**Exercise instructions**. Each line below must be transcribed with no word changed.

Top of Provided data

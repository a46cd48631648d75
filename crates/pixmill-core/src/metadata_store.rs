//! Metadata store abstraction
//!
//! Image records are addressed by their unique name. Backends must reject a
//! create or rename that would produce a duplicate name with `AppError::Conflict`.

use std::collections::BTreeMap;

use async_trait::async_trait;
use chrono::Utc;
use tokio::sync::RwLock;
use uuid::Uuid;

use crate::error::{AppError, AppResult};
use crate::models::{ImageRecord, ImageRecordUpdate, NewImageRecord};

#[async_trait]
pub trait MetadataStore: Send + Sync {
    async fn create(&self, record: NewImageRecord) -> AppResult<ImageRecord>;

    async fn update(&self, name: &str, update: ImageRecordUpdate) -> AppResult<ImageRecord>;

    async fn delete(&self, name: &str) -> AppResult<()>;

    async fn get_by_name(&self, name: &str) -> AppResult<Option<ImageRecord>>;

    /// List records ordered by name
    async fn list(&self, limit: usize, offset: usize) -> AppResult<Vec<ImageRecord>>;
}

/// Process-local metadata store
#[derive(Default)]
pub struct InMemoryMetadataStore {
    records: RwLock<BTreeMap<String, ImageRecord>>,
}

impl InMemoryMetadataStore {
    pub fn new() -> Self {
        Self::default()
    }
}

#[async_trait]
impl MetadataStore for InMemoryMetadataStore {
    async fn create(&self, record: NewImageRecord) -> AppResult<ImageRecord> {
        record.validate()?;

        let mut records = self.records.write().await;
        if records.contains_key(&record.name) {
            return Err(AppError::Conflict(format!(
                "Image name already exists: {}",
                record.name
            )));
        }

        let now = Utc::now();
        let stored = ImageRecord {
            id: Uuid::new_v4(),
            name: record.name,
            user_id: record.user_id,
            size_bytes: record.size_bytes,
            width: record.width,
            height: record.height,
            format: record.format,
            created_at: now,
            updated_at: now,
        };
        records.insert(stored.name.clone(), stored.clone());

        tracing::debug!(name = %stored.name, id = %stored.id, "Image record created");
        Ok(stored)
    }

    async fn update(&self, name: &str, update: ImageRecordUpdate) -> AppResult<ImageRecord> {
        update.validate()?;

        let mut records = self.records.write().await;
        if let Some(new_name) = update.name.as_deref() {
            if new_name != name && records.contains_key(new_name) {
                return Err(AppError::Conflict(format!(
                    "Image name already exists: {}",
                    new_name
                )));
            }
        }

        let mut record = records
            .remove(name)
            .ok_or_else(|| AppError::NotFound(format!("Image not found: {}", name)))?;
        update.apply_to(&mut record);
        records.insert(record.name.clone(), record.clone());

        tracing::debug!(name = %record.name, id = %record.id, "Image record updated");
        Ok(record)
    }

    async fn delete(&self, name: &str) -> AppResult<()> {
        let mut records = self.records.write().await;
        records
            .remove(name)
            .map(|_| ())
            .ok_or_else(|| AppError::NotFound(format!("Image not found: {}", name)))
    }

    async fn get_by_name(&self, name: &str) -> AppResult<Option<ImageRecord>> {
        Ok(self.records.read().await.get(name).cloned())
    }

    async fn list(&self, limit: usize, offset: usize) -> AppResult<Vec<ImageRecord>> {
        let records = self.records.read().await;
        Ok(records.values().skip(offset).take(limit).cloned().collect())
    }
}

Bottom of Provided data

**Answer area**.
repository a46cd48631648d75
filename crates/pixmill-core/src/metadata_store.rs
//! Metadata store abstraction
//!
//! Image records are addressed by their unique name. Backends must reject a
//! create or rename that would produce a duplicate name with `AppError::Conflict`.

use std::collections::BTreeMap;

use async_trait::async_trait;
use chrono::Utc;
use tokio::sync::RwLock;
use uuid::Uuid;

use crate::error::{AppError, AppResult};
use crate::models::{ImageRecord, ImageRecordUpdate, NewImageRecord};

#[async_trait]
pub trait MetadataStore: Send + Sync {
    async fn create(&self, record: NewImageRecord) -> AppResult<ImageRecord>;

    async fn update(&self, name: &str, update: ImageRecordUpdate) -> AppResult<ImageRecord>;

    async fn delete(&self, name: &str) -> AppResult<()>;

    async fn get_by_name(&self, name: &str) -> AppResult<Option<ImageRecord>>;

    /// List records ordered by name
    async fn list(&self, limit: usize, offset: usize) -> AppResult<Vec<ImageRecord>>;
}

/// Process-local metadata store
#[derive(Default)]
pub struct InMemoryMetadataStore {
    records: RwLock<BTreeMap<String, ImageRecord>>,
}

impl InMemoryMetadataStore {
    pub fn new() -> Self {
        Self::default()
    }
}

#[async_trait]
impl MetadataStore for InMemoryMetadataStore {
    async fn create(&self, record: NewImageRecord) -> AppResult<ImageRecord> {
        record.validate()?;

        let mut records = self.records.write().await;
        if records.contains_key(&record.name) {
            return Err(AppError::Conflict(format!(
                "Image name already exists: {}",
                record.name
            )));
        }

        let now = Utc::now();
        let stored = ImageRecord {
            id: Uuid::new_v4(),
            name: record.name,
            user_id: record.user_id,
            size_bytes: record.size_bytes,
            width: record.width,
            height: record.height,
            format: record.format,
            created_at: now,
            updated_at: now,
        };
        records.insert(stored.name.clone(), stored.clone());

        tracing::debug!(name = %stored.name, id = %stored.id, "Image record created");
        Ok(stored)
    }

    async fn update(&self, name: &str, update: ImageRecordUpdate) -> AppResult<ImageRecord> {
        update.validate()?;

        let mut records = self.records.write().await;
        if let Some(new_name) = update.name.as_deref() {
            if new_name != name && records.contains_key(new_name) {
                return Err(AppError::Conflict(format!(
                    "Image name already exists: {}",
                    new_name
                )));
            }
        }

        let mut record = records
            .remove(name)
            .ok_or_else(|| AppError::NotFound(format!("Image not found: {}", name)))?;
        update.apply_to(&mut record);
        records.insert(record.name.clone(), record.clone());

        tracing::debug!(name = %record.name, id = %record.id, "Image record updated");
        Ok(record)
    }

    async fn delete(&self, name: &str) -> AppResult<()> {
        let mut records = self.records.write().await;
        records
            .remove(name)
            .map(|_| ())
            .ok_or_else(|| AppError::NotFound(format!("Image not found: {}", name)))
    }

    async fn get_by_name(&self, name: &str) -> AppResult<Option<ImageRecord>> {
        Ok(self.records.read().await.get(name).cloned())
    }

    async fn list(&self, limit: usize, offset: usize) -> AppResult<Vec<ImageRecord>> {
        let records = self.records.read().await;
        Ok(records.values().skip(offset).take(limit).cloned().collect())
    }
}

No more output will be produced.